# Task objective
Return the exact lines from the one containing "assert_eq!(rev.version_vector().unwrap(), vv);" through the final line of the material below, with both ends kept.

# Working data
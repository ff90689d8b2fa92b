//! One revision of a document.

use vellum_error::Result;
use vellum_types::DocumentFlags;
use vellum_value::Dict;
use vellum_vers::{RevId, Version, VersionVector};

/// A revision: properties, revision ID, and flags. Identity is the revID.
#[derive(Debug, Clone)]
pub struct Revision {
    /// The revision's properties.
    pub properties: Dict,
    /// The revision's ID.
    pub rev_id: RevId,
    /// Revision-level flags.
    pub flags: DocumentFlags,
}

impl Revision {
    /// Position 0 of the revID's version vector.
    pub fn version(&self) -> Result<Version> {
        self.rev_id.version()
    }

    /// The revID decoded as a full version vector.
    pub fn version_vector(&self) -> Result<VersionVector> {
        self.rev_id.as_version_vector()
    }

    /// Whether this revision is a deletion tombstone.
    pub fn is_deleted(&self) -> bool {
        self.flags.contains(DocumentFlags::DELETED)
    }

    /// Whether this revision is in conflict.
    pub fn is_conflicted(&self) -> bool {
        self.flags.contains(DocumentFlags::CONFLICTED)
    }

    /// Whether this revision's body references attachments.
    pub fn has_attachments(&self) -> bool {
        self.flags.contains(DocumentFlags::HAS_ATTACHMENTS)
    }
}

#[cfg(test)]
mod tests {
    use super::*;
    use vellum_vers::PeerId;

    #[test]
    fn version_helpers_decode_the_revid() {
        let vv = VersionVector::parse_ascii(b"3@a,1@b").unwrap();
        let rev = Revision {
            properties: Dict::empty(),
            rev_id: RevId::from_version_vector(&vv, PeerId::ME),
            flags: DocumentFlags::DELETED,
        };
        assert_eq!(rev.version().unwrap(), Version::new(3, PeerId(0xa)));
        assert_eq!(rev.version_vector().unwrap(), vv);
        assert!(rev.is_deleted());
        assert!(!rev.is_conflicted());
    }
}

# Exercise answer
        assert_eq!(rev.version_vector().unwrap(), vv);
        assert!(rev.is_deleted());
        assert!(!rev.is_conflicted());
    }
}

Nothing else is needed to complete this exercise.